The week that went on... and on...
It certainly felt that way.
While writing this week's training update, I can feel the after effects of overtraining. Tiredness. Low mood. Lingering soreness. It's going to happen when you're pushing and changing as much as I have been. The question is what you do about it. Conventional wisdom suggests that you keep upping the mileage etc. But the approach I'm using (Maffetone) suggests that you need to take a step back.
Last week was a hard week. This week is an easier week. The more athletic among you may recognise this as a form of Periodisation. I certainly feel the need for a better recovery week this week so expect next weeks numbers to be lower :-)
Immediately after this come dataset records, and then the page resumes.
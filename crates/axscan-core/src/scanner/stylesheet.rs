//! Stylesheet preprocessing.

use std::borrow::Cow;
use std::sync::LazyLock;

use regex::Regex;

static BLOCK_COMMENT: LazyLock<Regex> =
    LazyLock::new(|| Regex::new(r"(?s)/\*.*?\*/").expect("Invalid regex pattern"));

/// Removes `/* ... */` comments, keeping their line breaks so line-based
/// snippets still line up with the file.
pub fn strip_comments(css: &str) -> Cow<'_, str> {
    BLOCK_COMMENT.replace_all(css, |caps: &regex::Captures<'_>| {
        "\n".repeat(caps[0].matches('\n').count())
    })
}

#[cfg(test)]
mod tests {
    use super::*;

    #[test]
    fn strips_block_comments() {
        assert_eq!(strip_comments("a { color: red; } /* note */ b {}"), "a { color: red; }  b {}");
    }

    #[test]
    fn keeps_line_breaks_of_multiline_comments() {
        let css = "/* one\ntwo\nthree */\nbutton { outline: none; }";

        assert_eq!(strip_comments(css), "\n\n\nbutton { outline: none; }");
    }

    #[test]
    fn leaves_uncommented_css_untouched() {
        let css = "a:focus { outline: 2px solid; }";

        assert!(matches!(strip_comments(css), Cow::Borrowed(_)));
    }
}
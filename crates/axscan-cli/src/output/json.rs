//! JSON output. The document is the serialized [`AnalysisResult`], so saved
//! reports can be fed back into `axscan report`.

use std::fs;
use std::path::Path;

use anyhow::{Context, Result};
use axscan_core::AnalysisResult;

pub struct JsonFormatter;

impl JsonFormatter {
    pub fn new() -> Self {
        Self
    }

    pub fn format(&self, result: &AnalysisResult) -> Result<String> {
        Ok(serde_json::to_string_pretty(result)?)
    }
}

impl Default for JsonFormatter {
    fn default() -> Self {
        Self::new()
    }
}

/// Loads a report previously written with `--format json`.
pub fn read_result(path: &Path) -> Result<AnalysisResult> {
    let content = fs::read_to_string(path).with_context(|| format!("Cannot read {}", path.display()))?;
    serde_json::from_str(&content).with_context(|| format!("{} is not an axscan JSON report", path.display()))
}

#[cfg(test)]
mod tests {
    use super::*;
    use axscan_core::{AnalysisType, Issue, IssueSource, Severity, Target, WcagLevel};
    use serde_json::Value;
    use tempfile::tempdir;

    fn sample() -> AnalysisResult {
        let issues = vec![
            Issue::new("http://localhost/:button-name-1", "button-name", Severity::Critical, IssueSource::Dynamic)
                .with_wcag("4.1.2", WcagLevel::A)
                .with_selector("button.close"),
        ];
        AnalysisResult::new(
            AnalysisType::Dynamic,
            issues,
            Some(Target::Url("http://localhost/".to_string())),
        )
    }

    #[test]
    fn json_output_carries_summary_and_type() {
        let json = JsonFormatter::new().format(&sample()).unwrap();
        let value: Value = serde_json::from_str(&json).unwrap();

        assert_eq!(value["analysisType"], "dynamic");
        assert_eq!(value["summary"]["total"], 1);
        assert_eq!(value["summary"]["critical"], 1);
        assert_eq!(value["url"], "http://localhost/");
    }

    #[test]
    fn json_output_lists_issues_in_order() {
        let json = JsonFormatter::new().format(&sample()).unwrap();
        let value: Value = serde_json::from_str(&json).unwrap();

        assert_eq!(value["issues"][0]["id"], "http://localhost/:button-name-1");
        assert_eq!(value["issues"][0]["severity"], "critical");
    }

    #[test]
    fn read_result_loads_saved_report() {
        let dir = tempdir().unwrap();
        let path = dir.path().join("audit.json");
        let result = sample();
        fs::write(&path, JsonFormatter::new().format(&result).unwrap()).unwrap();

        assert_eq!(read_result(&path).unwrap(), result);
    }

    #[test]
    fn read_result_rejects_foreign_json() {
        let dir = tempdir().unwrap();
        let path = dir.path().join("other.json");
        fs::write(&path, r#"{"name": "not a report"}"#).unwrap();

        let err = read_result(&path).unwrap_err();

        assert!(err.to_string().contains("is not an axscan JSON report"));
    }

    #[test]
    fn read_result_reports_missing_file() {
        let dir = tempdir().unwrap();
        let err = read_result(&dir.path().join("absent.json")).unwrap_err();
        assert!(err.to_string().contains("Cannot read"));
    }
}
That said, let's dig into the week:
Week 4 Training
Monday:
Rest Day
Tues
- 45 Min - session with 30 min run/walk (Maffetone HR = 128-134bpm) plus strength/rehab work
Wed
- 6Km speed hike
Thurs
- Rest day
Fri
- 45 min run/walk
- 15 mins rehab exercises
Sat
- Rest Day
Sun
- Long 'Run' - 5hrs 38 mins, 30km run - FASTED again!
Yes. Another fasted long run and feeling the hit from it. Amazed I could get through it in the end. I'm starting to think how I might fuel for longer runs (50K+) or even if I need to while training as I'm still fat adapting and don't want to interfere with that. I'm happy to trade speed and performance with building bulletproof fat adaption during my training as I intend to carb load for the main events (50 & 100) themselves in April & May.
I noticed that apart from a bit of achilles and tendon soreness and stiffness, it's a far cry from the being unable to walk properly for two days I had this time last year. This is definite progress from an injury standpoint!
Now for the weight tracking. Every pound is going to count so this is where i am right now...
Results Wk 5.
Starting Weight: 112kg
Wk 5 Weigh-in: 104.2 Kg!
Weight Lost = 7.8kg (17.2Ibs) in 38 days
Remaining weight to lose = 14.2Kg
Overall this puts me 1/3 towards target. Looking at the trajectory, and if I can keep this going, then I should reach my 90kg target just in time, though this is assuming consistent weight loss. It's slowed a touch right now so will be looking at this over the next week or so and seeing if I need to make some changes.
For now, though.... I'm happy with this!